Stored dataset items
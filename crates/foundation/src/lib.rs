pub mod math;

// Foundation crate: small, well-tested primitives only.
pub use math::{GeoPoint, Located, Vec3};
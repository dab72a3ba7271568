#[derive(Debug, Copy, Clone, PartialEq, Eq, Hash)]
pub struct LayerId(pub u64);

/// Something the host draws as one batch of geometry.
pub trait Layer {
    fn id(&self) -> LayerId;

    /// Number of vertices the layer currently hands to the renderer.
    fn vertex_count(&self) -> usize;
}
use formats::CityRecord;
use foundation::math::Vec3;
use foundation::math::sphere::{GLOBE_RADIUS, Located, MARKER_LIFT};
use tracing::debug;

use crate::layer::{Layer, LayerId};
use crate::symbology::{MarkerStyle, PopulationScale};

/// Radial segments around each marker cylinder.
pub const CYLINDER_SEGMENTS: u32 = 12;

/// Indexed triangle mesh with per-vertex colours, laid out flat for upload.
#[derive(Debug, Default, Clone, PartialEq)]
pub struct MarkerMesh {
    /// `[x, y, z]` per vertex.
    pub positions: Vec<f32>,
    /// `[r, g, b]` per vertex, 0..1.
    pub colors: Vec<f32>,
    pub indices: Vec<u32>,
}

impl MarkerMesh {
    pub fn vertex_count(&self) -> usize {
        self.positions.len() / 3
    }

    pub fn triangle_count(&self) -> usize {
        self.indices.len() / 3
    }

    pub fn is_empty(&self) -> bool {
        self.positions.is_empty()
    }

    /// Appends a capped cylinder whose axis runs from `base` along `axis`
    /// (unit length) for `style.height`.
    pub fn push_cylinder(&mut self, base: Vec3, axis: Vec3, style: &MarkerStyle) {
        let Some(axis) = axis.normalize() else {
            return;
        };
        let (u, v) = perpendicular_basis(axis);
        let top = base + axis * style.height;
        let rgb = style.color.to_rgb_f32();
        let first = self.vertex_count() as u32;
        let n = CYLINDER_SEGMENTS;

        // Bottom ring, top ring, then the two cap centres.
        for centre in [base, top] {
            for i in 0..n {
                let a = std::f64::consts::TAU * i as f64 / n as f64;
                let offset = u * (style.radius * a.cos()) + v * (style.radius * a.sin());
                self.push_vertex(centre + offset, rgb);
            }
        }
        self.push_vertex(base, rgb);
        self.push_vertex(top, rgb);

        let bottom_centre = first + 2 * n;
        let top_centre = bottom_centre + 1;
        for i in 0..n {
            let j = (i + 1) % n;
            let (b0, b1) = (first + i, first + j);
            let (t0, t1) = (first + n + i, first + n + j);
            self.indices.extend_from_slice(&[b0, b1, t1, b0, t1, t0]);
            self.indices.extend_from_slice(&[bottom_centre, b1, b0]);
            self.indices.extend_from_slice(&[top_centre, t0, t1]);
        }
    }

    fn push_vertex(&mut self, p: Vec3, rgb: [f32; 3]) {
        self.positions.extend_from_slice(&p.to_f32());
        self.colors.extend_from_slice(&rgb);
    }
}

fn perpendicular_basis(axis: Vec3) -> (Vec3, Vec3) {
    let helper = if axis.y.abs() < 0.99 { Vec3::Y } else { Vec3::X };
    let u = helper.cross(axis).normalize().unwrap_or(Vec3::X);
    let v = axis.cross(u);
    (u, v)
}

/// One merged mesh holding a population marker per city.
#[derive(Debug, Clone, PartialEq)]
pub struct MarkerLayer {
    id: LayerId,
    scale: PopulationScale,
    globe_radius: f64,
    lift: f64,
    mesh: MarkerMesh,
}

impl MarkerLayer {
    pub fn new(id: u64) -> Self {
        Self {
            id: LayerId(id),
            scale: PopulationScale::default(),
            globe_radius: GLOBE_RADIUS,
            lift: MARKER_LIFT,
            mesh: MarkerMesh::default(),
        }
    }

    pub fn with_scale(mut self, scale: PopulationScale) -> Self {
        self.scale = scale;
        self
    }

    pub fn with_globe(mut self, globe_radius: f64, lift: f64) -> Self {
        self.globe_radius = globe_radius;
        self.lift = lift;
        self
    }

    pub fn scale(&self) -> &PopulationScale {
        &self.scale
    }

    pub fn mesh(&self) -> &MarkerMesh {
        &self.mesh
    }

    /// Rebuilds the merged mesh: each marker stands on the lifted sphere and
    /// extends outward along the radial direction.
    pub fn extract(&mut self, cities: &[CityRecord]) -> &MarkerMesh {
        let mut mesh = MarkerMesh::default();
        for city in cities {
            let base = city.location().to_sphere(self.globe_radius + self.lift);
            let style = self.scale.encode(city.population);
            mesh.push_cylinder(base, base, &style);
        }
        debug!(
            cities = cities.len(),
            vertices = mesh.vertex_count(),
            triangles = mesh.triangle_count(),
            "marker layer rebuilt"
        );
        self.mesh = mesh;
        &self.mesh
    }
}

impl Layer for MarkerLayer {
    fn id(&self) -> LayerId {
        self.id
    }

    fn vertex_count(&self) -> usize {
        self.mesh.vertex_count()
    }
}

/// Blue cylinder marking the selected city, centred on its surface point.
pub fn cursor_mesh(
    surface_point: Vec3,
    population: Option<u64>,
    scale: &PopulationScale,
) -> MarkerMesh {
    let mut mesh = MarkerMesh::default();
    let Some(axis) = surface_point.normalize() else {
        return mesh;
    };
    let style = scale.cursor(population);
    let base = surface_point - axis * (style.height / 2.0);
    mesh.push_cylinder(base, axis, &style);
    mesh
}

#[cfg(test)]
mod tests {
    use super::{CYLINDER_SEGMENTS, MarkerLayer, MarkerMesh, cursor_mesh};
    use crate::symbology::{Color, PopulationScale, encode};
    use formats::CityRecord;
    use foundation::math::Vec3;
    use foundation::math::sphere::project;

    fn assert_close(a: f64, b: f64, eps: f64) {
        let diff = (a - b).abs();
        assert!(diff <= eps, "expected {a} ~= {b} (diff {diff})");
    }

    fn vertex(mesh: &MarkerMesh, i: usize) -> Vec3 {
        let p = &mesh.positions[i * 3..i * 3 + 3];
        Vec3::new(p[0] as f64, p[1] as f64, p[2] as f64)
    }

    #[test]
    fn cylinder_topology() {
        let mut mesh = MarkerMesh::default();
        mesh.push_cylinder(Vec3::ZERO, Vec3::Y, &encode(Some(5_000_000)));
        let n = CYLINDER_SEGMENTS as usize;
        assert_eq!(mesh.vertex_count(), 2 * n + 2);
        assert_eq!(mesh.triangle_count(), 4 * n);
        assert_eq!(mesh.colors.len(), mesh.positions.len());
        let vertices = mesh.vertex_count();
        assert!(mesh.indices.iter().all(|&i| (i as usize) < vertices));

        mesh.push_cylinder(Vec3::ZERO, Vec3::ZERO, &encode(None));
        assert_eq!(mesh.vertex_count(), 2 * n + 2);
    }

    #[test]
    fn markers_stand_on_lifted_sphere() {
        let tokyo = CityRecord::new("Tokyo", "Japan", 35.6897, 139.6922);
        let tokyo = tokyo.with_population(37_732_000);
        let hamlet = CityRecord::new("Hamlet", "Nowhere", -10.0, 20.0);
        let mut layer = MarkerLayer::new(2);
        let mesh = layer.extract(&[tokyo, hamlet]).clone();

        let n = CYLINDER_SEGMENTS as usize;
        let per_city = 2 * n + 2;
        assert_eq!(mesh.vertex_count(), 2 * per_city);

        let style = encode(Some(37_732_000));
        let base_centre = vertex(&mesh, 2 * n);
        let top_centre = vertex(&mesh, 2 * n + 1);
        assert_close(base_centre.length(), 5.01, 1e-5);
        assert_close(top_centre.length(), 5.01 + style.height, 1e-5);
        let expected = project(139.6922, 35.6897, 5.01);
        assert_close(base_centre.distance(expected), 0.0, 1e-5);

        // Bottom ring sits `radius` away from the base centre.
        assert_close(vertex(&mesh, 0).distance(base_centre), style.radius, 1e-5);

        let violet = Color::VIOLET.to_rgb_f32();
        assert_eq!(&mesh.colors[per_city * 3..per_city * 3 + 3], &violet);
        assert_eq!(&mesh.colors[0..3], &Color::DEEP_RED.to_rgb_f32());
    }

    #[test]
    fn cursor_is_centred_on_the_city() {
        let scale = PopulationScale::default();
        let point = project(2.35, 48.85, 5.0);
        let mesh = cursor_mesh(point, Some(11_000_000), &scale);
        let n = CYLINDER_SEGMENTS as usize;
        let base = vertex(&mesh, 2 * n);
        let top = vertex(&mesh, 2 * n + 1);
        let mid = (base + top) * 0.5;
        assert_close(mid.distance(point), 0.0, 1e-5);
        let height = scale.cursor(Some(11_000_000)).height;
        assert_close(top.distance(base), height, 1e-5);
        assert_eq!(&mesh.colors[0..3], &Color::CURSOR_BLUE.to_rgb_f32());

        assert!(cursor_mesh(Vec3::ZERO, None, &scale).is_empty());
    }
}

» **Problem to work on**: Each line of the records, from the opening one through the line holding "let top_centre = bottom_centre + 1;", should be restated word for word, with nothing else in the answer.

» **Exercise solution**:
filename crates/foundation/src/lib.rs
pub mod math;

// Foundation crate: small, well-tested primitives only.
pub use math::{GeoPoint, Located, Vec3};
repository dab72a3ba7271568
#[derive(Debug, Copy, Clone, PartialEq, Eq, Hash)]
pub struct LayerId(pub u64);

/// Something the host draws as one batch of geometry.
pub trait Layer {
    fn id(&self) -> LayerId;

    /// Number of vertices the layer currently hands to the renderer.
    fn vertex_count(&self) -> usize;
}
use formats::CityRecord;
use foundation::math::Vec3;
use foundation::math::sphere::{GLOBE_RADIUS, Located, MARKER_LIFT};
use tracing::debug;

use crate::layer::{Layer, LayerId};
use crate::symbology::{MarkerStyle, PopulationScale};

/// Radial segments around each marker cylinder.
pub const CYLINDER_SEGMENTS: u32 = 12;

/// Indexed triangle mesh with per-vertex colours, laid out flat for upload.
#[derive(Debug, Default, Clone, PartialEq)]
pub struct MarkerMesh {
    /// `[x, y, z]` per vertex.
    pub positions: Vec<f32>,
    /// `[r, g, b]` per vertex, 0..1.
    pub colors: Vec<f32>,
    pub indices: Vec<u32>,
}

impl MarkerMesh {
    pub fn vertex_count(&self) -> usize {
        self.positions.len() / 3
    }

    pub fn triangle_count(&self) -> usize {
        self.indices.len() / 3
    }

    pub fn is_empty(&self) -> bool {
        self.positions.is_empty()
    }

    /// Appends a capped cylinder whose axis runs from `base` along `axis`
    /// (unit length) for `style.height`.
    pub fn push_cylinder(&mut self, base: Vec3, axis: Vec3, style: &MarkerStyle) {
        let Some(axis) = axis.normalize() else {
            return;
        };
        let (u, v) = perpendicular_basis(axis);
        let top = base + axis * style.height;
        let rgb = style.color.to_rgb_f32();
        let first = self.vertex_count() as u32;
        let n = CYLINDER_SEGMENTS;

        // Bottom ring, top ring, then the two cap centres.
        for centre in [base, top] {
            for i in 0..n {
                let a = std::f64::consts::TAU * i as f64 / n as f64;
                let offset = u * (style.radius * a.cos()) + v * (style.radius * a.sin());
                self.push_vertex(centre + offset, rgb);
            }
        }
        self.push_vertex(base, rgb);
        self.push_vertex(top, rgb);

        let bottom_centre = first + 2 * n;
        let top_centre = bottom_centre + 1;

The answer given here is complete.